One of the reasons for lack of success is there are too few tensile (opening mode) fractures connecting inlet and outlet wells in Hot Dry Rock projects. In other words, a mesh of small shear-induced irregular fractures do not have the conductivity to allow a sufficient flowrate. The shale experience has confirmed this, and shown that high-rate fracking stimulations create more tensile fractures with high conductivity.
The second analog is coalbed methane (coal seam gas). High-rank coals contain large volumes of adsorbed methane and are intensely fractured (called cleats). But unless the bulk measured permeability lies above 2 md, a vertical well won’t be commercially successful, even though the well has been fracked. A horizontal well is required to encounter much more reservoir to make a well commercial.
How does this carry over to the right panel of Figure 3? First, one may have access to a huge volume of mini-fractures or cleats, but that does not guarantee commercial success in a laterally extensive coalbed methane well, unless the bulk permeability is above 2 md. In Superhot Deep Rock under enormous in-situ stress, a bulk permeability of 2 md seems very unlikely. Second, in Superhot Deep Rock, the ductility (opposite to brittleness) of the rock will tend to squelch the permeability of the cracked volume so much that even long well segments that try to extract heat from the rock will not suffice to make the project commercial.
Note that we have not considered how to create the fractured volume of Figure 3, the right panel. That may have its own difficulties. Despite challenges, Quaise Energy plans to test the theory at a place where Superhot Deep Rock lies in a shallow zone, such as Newberry volcano in central Oregon (Figure 1).
Making Electricity At The Surface.
In a Superhot Deep Rock, any water that is pumped through the downhole heat exchanger will end up as superheated steam, which can carry 5-10 times as much energy as normal steam. Upgrading turbines to deal with superheated steam may be the least problematic of the three areas.
This summary is incomplete since its based on an outsider’s perspective.
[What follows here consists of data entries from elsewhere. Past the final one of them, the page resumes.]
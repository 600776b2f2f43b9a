//! Composable UI component renderers.
//!
//! Each component appends its part of the screen to a `String` buffer so the
//! whole frame can be written in one go.
//!
//! # Components
//!
//! - [`header`]: Title bar and navigation tabs
//! - [`filter_bar`]: Search term, attribute selects, sort order
//! - [`grid`]: Record cards and the pager
//! - [`details`]: Detail view in its loading, failed, or loaded phase
//! - [`empty`]: Empty state message
//! - [`footer`]: Keybinding hints
//!
//! # Layout Modes
//!
//! - [`render_grid_mode`]: Header + Filter bar + Cards + Pager + Footer
//! - [`render_details_mode`]: Header + Details + Footer

mod details;
mod empty;
mod filter_bar;
mod footer;
mod grid;
mod header;

pub use empty::render_empty_state;

use crate::ui::helpers::{BOLD, DIM, RESET};
use crate::ui::viewmodel::{DetailsView, GridView, UIViewModel};
use std::fmt::Write;

use details::render_details;
use filter_bar::render_filter_bar;
use footer::render_footer;
use grid::{render_cards, render_pager};
use header::render_header;

/// Appends a horizontal border line.
fn render_border(out: &mut String, cols: usize) {
    let _ = writeln!(out, "{DIM}{}{RESET}", "─".repeat(cols));
}

/// Renders the list or favorites layout.
///
/// Layout structure:
/// ```text
/// [Header]
/// [Border]
/// [Heading]
/// [Filter bar - 2 lines]
/// [Notice, if any]
/// [Cards | Loading | Empty state]
/// [Pager, if any]
/// [Border]
/// [Footer]
/// ```
pub fn render_grid_mode(out: &mut String, vm: &UIViewModel, grid: &GridView, cols: usize) {
    render_header(out, &vm.header, cols);
    render_border(out, cols);

    let _ = writeln!(out, "{BOLD}{}{RESET}", grid.heading);
    render_filter_bar(out, &grid.filter_bar);

    if let Some(notice) = &grid.notice {
        let _ = writeln!(out, " ! {notice} Press r to retry.");
    }

    if grid.loading && grid.cards.is_empty() {
        let _ = writeln!(out, "{DIM}Loading...{RESET}");
    } else if let Some(empty) = &grid.empty_state {
        render_empty_state(out, empty, cols);
    } else {
        render_cards(out, &grid.cards);
        if grid.loading {
            let _ = writeln!(out, "{DIM}Loading...{RESET}");
        }
    }

    if let Some(pager) = &grid.pager {
        render_pager(out, pager);
    }

    render_border(out, cols);
    render_footer(out, &vm.footer, cols);
}

/// Renders the detail layout.
pub fn render_details_mode(out: &mut String, vm: &UIViewModel, details: &DetailsView, cols: usize) {
    render_header(out, &vm.header, cols);
    render_border(out, cols);
    render_details(out, details, cols);
    render_border(out, cols);
    render_footer(out, &vm.footer, cols);
}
A comprehensive review of Superhot Deep Rock technology needs, and especially gaps in current technology, is found in a separate article.
Takeaways.
Existing analogs, such as the Hot Dry Rock of the 1970s and the Shale Revolution of the 2000s, point to a typical time-to-success, meaning commercial success, of around 20 years for Superhot Deep Rock geothermal.
The vision will persist, simply because Superhot Deep Rock offers an unlimited resource spread across the world and within North America. Only time will tell whether the challenges and their costs are surmountable.